==== SUPPLIED RECORDS ====
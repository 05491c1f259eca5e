use db::session_log::RecordStatus;
use sea_orm_migration::prelude::*;

#[derive(DeriveMigrationName)]
pub struct Migration;

#[async_trait::async_trait]
impl MigrationTrait for Migration {
    async fn up(&self, manager: &SchemaManager) -> Result<(), DbErr> {
        manager
            .create_table(
                Table::create()
                    .table(SessionLog::Table)
                    .col(
                        ColumnDef::new(SessionLog::IdSessionLog)
                            .big_integer()
                            .not_null()
                            .auto_increment()
                            .primary_key(),
                    )
                    .col(
                        ColumnDef::new(SessionLog::SessionIdentifier)
                            .string_len(36)
                            .not_null(),
                    )
                    .col(
                        ColumnDef::new(SessionLog::Instrument)
                            .string_len(100)
                            .not_null(),
                    )
                    .col(
                        ColumnDef::new(SessionLog::Timestamp)
                            .timestamp()
                            .not_null()
                            .extra("DEFAULT CURRENT_TIMESTAMP".to_string()),
                    )
                    .col(
                        ColumnDef::new(SessionLog::EventType)
                            .string_len(32)
                            .not_null(),
                    )
                    .col(
                        ColumnDef::new(SessionLog::RecordStatus)
                            .string_len(32)
                            .not_null()
                            .default(RecordStatus::WaitingForEnd),
                    )
                    .col(ColumnDef::new(SessionLog::User).string_len(50))
                    .col(
                        ColumnDef::new(SessionLog::SessionNote)
                            .text()
                            .not_null()
                            .default(""),
                    )
                    .foreign_key(
                        ForeignKey::create()
                            .from(SessionLog::Table, SessionLog::Instrument)
                            .to(crate::Instruments::Table, crate::Instruments::InstrumentPid)
                            .on_delete(ForeignKeyAction::Restrict)
                            .on_update(ForeignKeyAction::Cascade),
                    )
                    .to_owned(),
            )
            .await?;

        manager
            .create_index(
                Index::create()
                    .name("idx_session_log_instrument_timestamp")
                    .table(SessionLog::Table)
                    .col(SessionLog::Instrument)
                    .col(SessionLog::Timestamp)
                    .to_owned(),
            )
            .await
    }

    async fn down(&self, manager: &SchemaManager) -> Result<(), DbErr> {
        manager
            .drop_table(Table::drop().table(SessionLog::Table).to_owned())
            .await
    }
}

/// Learn more at https://docs.rs/sea-query#iden
#[derive(Iden)]
enum SessionLog {
    Table,
    IdSessionLog,
    SessionIdentifier,
    Instrument,
    Timestamp,
    EventType,
    RecordStatus,
    User,
    SessionNote,
}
====
TASK OBJECTIVE — Go through the lines above. Select every one that has the string "self".

EXERCISE ANSWER —
    async fn up(&self, manager: &SchemaManager) -> Result<(), DbErr> {
    async fn down(&self, manager: &SchemaManager) -> Result<(), DbErr> {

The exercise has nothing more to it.